Required work
Every line of the records that holds the word "Deserialize" should be copied.

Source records
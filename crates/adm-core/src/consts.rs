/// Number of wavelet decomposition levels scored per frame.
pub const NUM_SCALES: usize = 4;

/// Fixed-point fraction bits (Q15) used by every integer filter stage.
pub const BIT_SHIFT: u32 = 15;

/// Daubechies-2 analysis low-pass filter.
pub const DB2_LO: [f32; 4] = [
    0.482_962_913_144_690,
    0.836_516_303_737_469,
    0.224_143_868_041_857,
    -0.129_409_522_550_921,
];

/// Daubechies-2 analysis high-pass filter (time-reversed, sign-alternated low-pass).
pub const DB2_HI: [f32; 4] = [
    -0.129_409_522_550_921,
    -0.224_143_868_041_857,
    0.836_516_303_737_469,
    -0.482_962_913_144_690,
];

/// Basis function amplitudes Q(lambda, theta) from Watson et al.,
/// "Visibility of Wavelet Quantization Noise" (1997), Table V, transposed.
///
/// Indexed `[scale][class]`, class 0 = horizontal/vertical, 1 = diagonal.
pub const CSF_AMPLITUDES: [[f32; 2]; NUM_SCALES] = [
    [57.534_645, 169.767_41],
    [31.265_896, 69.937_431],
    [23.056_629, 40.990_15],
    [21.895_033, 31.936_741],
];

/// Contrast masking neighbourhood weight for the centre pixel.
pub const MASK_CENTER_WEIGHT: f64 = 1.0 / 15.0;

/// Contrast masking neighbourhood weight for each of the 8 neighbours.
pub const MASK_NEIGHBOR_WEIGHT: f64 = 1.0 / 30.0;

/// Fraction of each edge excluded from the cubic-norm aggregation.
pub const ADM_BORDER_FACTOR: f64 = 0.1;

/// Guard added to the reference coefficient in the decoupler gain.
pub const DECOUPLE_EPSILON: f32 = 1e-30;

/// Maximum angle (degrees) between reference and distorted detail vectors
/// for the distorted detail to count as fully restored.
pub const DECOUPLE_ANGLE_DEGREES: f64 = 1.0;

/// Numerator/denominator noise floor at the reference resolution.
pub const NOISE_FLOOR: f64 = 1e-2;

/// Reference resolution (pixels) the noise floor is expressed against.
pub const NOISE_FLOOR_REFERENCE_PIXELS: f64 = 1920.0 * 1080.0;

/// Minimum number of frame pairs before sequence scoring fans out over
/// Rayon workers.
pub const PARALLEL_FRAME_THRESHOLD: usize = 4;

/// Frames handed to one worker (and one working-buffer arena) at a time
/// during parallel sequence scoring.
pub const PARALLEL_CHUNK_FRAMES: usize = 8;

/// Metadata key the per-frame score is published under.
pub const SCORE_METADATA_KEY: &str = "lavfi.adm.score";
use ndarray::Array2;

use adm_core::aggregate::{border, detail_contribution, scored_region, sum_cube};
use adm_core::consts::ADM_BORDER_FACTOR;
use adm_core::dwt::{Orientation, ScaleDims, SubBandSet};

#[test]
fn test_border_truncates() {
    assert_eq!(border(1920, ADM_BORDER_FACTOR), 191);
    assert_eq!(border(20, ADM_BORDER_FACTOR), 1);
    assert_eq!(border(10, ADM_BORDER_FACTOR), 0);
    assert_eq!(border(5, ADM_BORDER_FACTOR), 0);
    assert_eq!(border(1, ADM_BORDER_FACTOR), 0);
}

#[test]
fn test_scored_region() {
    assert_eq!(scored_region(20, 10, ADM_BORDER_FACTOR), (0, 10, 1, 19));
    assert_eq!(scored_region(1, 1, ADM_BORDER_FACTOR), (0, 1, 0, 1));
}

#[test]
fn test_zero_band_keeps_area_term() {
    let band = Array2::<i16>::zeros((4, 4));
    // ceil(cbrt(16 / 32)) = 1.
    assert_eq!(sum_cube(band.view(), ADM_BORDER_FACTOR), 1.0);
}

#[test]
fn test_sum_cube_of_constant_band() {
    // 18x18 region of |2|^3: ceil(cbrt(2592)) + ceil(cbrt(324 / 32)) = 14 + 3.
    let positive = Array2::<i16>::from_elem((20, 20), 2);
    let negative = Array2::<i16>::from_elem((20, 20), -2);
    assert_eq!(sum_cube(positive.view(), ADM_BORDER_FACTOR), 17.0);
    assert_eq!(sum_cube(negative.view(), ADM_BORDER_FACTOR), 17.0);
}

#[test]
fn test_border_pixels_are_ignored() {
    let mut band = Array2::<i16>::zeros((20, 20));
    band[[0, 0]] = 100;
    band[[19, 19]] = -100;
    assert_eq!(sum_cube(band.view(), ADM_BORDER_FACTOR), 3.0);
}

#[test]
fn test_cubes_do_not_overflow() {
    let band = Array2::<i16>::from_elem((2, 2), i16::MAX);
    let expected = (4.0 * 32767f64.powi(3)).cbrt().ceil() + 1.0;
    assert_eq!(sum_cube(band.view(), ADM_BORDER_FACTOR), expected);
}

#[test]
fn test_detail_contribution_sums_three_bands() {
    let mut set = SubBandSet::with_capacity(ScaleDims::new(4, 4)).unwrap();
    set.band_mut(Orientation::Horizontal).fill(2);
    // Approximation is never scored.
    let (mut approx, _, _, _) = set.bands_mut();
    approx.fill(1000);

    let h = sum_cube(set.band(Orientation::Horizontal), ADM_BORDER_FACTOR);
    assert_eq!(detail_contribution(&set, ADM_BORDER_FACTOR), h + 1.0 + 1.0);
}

==

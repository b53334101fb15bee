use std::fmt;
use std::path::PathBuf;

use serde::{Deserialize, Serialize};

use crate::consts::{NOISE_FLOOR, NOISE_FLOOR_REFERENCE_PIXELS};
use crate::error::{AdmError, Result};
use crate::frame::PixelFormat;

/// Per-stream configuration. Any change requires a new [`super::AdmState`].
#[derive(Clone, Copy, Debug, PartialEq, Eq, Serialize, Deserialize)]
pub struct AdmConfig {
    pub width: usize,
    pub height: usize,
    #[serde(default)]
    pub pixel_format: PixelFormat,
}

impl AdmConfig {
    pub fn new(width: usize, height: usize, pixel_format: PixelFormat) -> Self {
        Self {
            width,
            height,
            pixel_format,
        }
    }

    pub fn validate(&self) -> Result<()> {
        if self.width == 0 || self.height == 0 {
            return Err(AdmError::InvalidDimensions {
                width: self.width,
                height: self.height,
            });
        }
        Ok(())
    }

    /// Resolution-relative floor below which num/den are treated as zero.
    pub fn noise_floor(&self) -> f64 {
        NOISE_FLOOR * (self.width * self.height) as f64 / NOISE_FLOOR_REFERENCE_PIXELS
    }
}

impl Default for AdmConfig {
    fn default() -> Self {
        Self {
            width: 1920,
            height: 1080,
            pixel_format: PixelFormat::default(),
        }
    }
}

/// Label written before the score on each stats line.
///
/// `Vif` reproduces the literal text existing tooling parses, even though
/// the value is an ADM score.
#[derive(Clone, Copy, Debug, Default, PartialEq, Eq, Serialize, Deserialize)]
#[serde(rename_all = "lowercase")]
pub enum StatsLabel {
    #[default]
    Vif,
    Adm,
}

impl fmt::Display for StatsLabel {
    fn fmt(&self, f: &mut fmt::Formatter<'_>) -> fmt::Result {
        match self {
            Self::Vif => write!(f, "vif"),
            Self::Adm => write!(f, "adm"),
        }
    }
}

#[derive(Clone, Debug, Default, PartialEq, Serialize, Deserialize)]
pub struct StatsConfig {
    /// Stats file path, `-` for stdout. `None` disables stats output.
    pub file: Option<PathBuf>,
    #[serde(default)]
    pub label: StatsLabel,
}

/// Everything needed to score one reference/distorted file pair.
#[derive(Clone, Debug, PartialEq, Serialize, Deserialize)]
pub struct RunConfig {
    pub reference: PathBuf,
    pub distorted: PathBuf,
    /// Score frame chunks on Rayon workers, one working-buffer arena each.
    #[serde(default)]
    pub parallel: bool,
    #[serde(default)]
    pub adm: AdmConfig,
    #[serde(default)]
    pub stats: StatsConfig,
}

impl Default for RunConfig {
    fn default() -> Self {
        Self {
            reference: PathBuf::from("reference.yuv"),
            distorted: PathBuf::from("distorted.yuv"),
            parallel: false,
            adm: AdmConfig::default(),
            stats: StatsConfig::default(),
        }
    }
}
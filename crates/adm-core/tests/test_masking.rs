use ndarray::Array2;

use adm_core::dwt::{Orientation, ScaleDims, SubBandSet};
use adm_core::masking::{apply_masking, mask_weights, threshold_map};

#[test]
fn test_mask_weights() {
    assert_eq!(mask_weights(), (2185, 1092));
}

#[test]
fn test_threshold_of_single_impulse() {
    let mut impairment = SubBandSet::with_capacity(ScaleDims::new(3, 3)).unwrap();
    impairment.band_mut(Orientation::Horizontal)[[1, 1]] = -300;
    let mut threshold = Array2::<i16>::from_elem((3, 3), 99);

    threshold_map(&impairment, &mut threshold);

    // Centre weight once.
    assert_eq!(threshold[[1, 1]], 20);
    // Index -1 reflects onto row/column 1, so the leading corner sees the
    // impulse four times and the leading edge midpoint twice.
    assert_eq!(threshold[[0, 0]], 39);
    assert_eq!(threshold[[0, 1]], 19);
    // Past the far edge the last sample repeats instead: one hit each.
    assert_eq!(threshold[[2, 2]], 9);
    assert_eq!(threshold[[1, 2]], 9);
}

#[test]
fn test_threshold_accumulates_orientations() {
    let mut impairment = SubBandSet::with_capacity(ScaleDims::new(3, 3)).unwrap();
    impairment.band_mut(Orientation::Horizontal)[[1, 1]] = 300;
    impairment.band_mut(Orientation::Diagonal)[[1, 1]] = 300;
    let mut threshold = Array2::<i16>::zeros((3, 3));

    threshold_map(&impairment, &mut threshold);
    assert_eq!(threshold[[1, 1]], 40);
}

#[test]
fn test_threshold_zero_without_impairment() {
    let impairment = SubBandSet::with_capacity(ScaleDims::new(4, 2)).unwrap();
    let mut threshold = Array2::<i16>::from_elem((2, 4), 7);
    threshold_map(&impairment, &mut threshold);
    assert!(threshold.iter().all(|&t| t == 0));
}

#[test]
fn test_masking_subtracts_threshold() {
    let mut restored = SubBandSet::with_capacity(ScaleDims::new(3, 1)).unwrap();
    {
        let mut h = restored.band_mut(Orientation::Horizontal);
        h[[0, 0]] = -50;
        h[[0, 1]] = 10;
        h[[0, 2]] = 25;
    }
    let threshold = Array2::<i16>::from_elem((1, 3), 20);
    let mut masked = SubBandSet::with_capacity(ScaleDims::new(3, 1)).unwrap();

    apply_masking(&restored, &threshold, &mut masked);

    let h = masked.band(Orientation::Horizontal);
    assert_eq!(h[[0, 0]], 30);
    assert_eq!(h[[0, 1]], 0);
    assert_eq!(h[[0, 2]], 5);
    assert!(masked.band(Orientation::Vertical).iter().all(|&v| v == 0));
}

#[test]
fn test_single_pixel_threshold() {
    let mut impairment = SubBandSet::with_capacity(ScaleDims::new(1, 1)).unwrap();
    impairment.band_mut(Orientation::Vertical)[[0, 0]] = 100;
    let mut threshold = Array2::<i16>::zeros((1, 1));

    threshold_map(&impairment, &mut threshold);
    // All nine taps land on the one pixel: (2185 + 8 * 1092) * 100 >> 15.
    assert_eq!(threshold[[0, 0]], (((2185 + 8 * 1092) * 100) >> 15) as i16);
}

Written reply
use serde::{Deserialize, Serialize};
#[derive(Clone, Copy, Debug, PartialEq, Eq, Serialize, Deserialize)]
#[derive(Clone, Copy, Debug, Default, PartialEq, Eq, Serialize, Deserialize)]
#[derive(Clone, Debug, Default, PartialEq, Serialize, Deserialize)]
#[derive(Clone, Debug, PartialEq, Serialize, Deserialize)]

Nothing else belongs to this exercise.